Cómo elegir un rodillo para entrenamiento

Dependiendo el clima de la zona en la que vivas el rodillo de bicicleta puede convertirse en un elemento indispensable si lo que quieres es tener una buena preparación.

Las alternativas a una salida con lluvia pueden ser 3:

  • No entrenar
  • Ir a un gimnasio a hacer “spinning”
  • Utilizar un rodillo en casa

En el caso de que tu zona sea altamente lluviosa el hecho de comprar un rodillo para carretera o MTB puede suponer amortizar en muy poco tiempo su valor, si lo comparamos con la matricula + mensualidades de un gimnasio.

Pero llega la hora de elegir un rodillo para bicicleta y empiezan las dudas ¿Vale la pena gastarme dinero? ¿Qué es mejor, magnético, fluido, transmisión directa, de equilibrio? ¿Cual hace más ruido? ¿Cual es más realista?

Vamos a analizar los distintos tipos de rodillos, sus particularidades y algunos modelos recomendados, a partir de ahí tendrás toda la información para decidirte.

Este tipo de rodillo para bicicleta es el más extendido.
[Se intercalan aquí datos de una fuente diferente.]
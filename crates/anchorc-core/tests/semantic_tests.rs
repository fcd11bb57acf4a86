//! Semantic-analyzer integration tests: implicit conversions, lvalue
//! rules, loop/match `break`/`continue` gating, and duplicate-case
//! detection. Drives the whole lex→parse→analyze pipeline over an
//! inline module, the same shape `anchorc-test-helpers::compile::type_check`
//! uses (this crate can't depend on that one back — it depends on us).

use anchorc_core::arena::Arena;
use anchorc_core::errors::Errors;
use anchorc_core::module_graph::ModuleGraph;
use anchorc_core::sema::analyzer::Analyzer;

fn type_check(source: &str) -> Result<(), Vec<String>> {
    let arena = Arena::new();
    let mut errors = Errors::new();
    let mut graph = ModuleGraph::new(&arena, std::path::Path::new("."));
    graph.load_inline("main", source, &mut errors);

    let mut analyzer = Analyzer::new(&arena, &graph, &mut errors);
    analyzer.run();

    if errors.has_errors() {
        Err(errors.into_vec().into_iter().map(|d| d.message).collect())
    } else {
        Ok(())
    }
}

#[test]
fn integer_widening_is_allowed() {
    let src = "func f(): int\n    var b: byte = 1\n    var i: int = b\n    return i\nend\n";
    assert!(type_check(src).is_ok());
}

#[test]
fn integer_narrowing_is_rejected_for_typed_values() {
    let src = "func f(): int\n    var l: long = 1\n    var b: byte = l\n    return 0\nend\n";
    assert!(type_check(src).is_err());
}

#[test]
fn integer_literal_narrows_implicitly_to_any_integer_type() {
    let src = "func f(): int\n    var b: byte = 200\n    return b\nend\n";
    assert!(type_check(src).is_ok());
}

#[test]
fn null_is_not_assignable_to_an_integer() {
    let src = "func main(): int\n    var x: int = null\n    return x\nend\n";
    let errors = type_check(src).unwrap_err();
    assert!(!errors.is_empty());
}

#[test]
fn null_is_assignable_to_any_pointer() {
    let src = "func f(): *int\n    var p: *int = null\n    return p\nend\n";
    assert!(type_check(src).is_ok());
}

#[test]
fn ref_widens_to_pointer_of_same_inner_type() {
    let src = "func f(): int\n    var x: int = 1\n    var r: &int = &x\n    var p: *int = r\n    return *p\nend\n";
    assert!(type_check(src).is_ok());
}

#[test]
fn array_is_assignable_to_matching_slice() {
    let src = "func f(): int\n    var a: int[3] = [1, 2, 3]\n    var s: int[] = a\n    return 0\nend\n";
    assert!(type_check(src).is_ok());
}

#[test]
fn assigning_to_a_const_is_rejected() {
    let src = "func f(): int\n    const c: int = 1\n    c = 2\n    return c\nend\n";
    assert!(type_check(src).is_err());
}

#[test]
fn arithmetic_between_mismatched_non_numeric_types_is_rejected() {
    let src = "struct S\n    x: int\nend\n\nfunc f(): int\n    var s: S = S(x = 1)\n    return s + 1\nend\n";
    assert!(type_check(src).is_err());
}

#[test]
fn comparison_requires_matching_or_numeric_operand_types() {
    let src = "func f(): bool\n    return 1 == 2\nend\n";
    assert!(type_check(src).is_ok());
}

#[test]
fn logical_and_requires_bool_operands() {
    let src = "func f(): bool\n    return 1 and 2\nend\n";
    assert!(type_check(src).is_err());
}

#[test]
fn while_condition_accepts_a_pointer() {
    let src = "func f(p: *int): int\n    while p\n        break\n    end\n    return 0\nend\n";
    assert!(type_check(src).is_ok());
}

#[test]
fn continue_inside_a_bare_match_is_rejected() {
    let src = "func f(x: int): int\n    match x\n    case 1\n        continue\n    end\n    return 0\nend\n";
    assert!(type_check(src).is_err());
}

#[test]
fn continue_inside_a_match_inside_a_loop_targets_the_loop() {
    let src = "func f(x: int): int\n    while true\n        match x\n        case 1\n            continue\n        end\n    end\n    return 0\nend\n";
    assert!(type_check(src).is_ok());
}

#[test]
fn break_inside_a_bare_match_is_allowed() {
    let src = "func f(x: int): int\n    match x\n    case 1\n        break\n    end\n    return 0\nend\n";
    assert!(type_check(src).is_ok());
}

#[test]
fn duplicate_match_case_values_are_rejected() {
    let src = "func f(x: int): int\n    match x\n    case 1\n        return 1\n    case 1\n        return 2\n    end\n    return 0\nend\n";
    assert!(type_check(src).is_err());
}

#[test]
fn for_range_bounds_must_be_integers() {
    let src = "func f(): int\n    for i in true until 10\n        continue\n    end\n    return 0\nend\n";
    assert!(type_check(src).is_err());
}

#[test]
fn struct_method_call_through_self_type_checks() {
    let src = "struct Point\n    x: int\n    y: int\n\n    func sum(): int\n        return self.x + self.y\n    end\nend\n\nfunc f(): int\n    var p: Point = Point(x = 1, y = 2)\n    return p.sum()\nend\n";
    assert!(type_check(src).is_ok());
}

#[test]
fn duplicate_top_level_name_in_one_module_is_rejected() {
    let src = "func f(): int return 1 end\nfunc f(): int return 2 end\n";
    assert!(type_check(src).is_err());
}

#[test]
fn interface_satisfaction_requires_matching_method_arity() {
    let src = r#"interface Shape
    func area(a: int): int
end

struct Square
    side: int

    func area(): int
        return self.side * self.side
    end
end

func describe(s: &Shape): int
    return 0
end

func main(): int
    var sq: Square = Square(side = 2)
    return describe(&sq)
end
"#;
    assert!(type_check(src).is_err());
}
Buena parte de la culpa la tiene el hecho de que los rodillos magnéticos son los más económicos.

Son estructuras metálicas bastante rígidas (y en la mayoría de casos plegables) que ofrecen resistencia al pedaleo mediante un rodillo con imanes y un ventilador. Estos imanes serán regulables dependiendo del modelo de rodillo para bici, en algunos casos desde la propia estructura o en otros mediante un mando que se puede acoplar al manillar.

Suelen ofrecer un tipo de resistencia que poco se asemeja a la realidad (si lo pruebas alguna vez te darás cuenta de que te cansas más) y también son los más ruidosos (algunos bastante de hecho).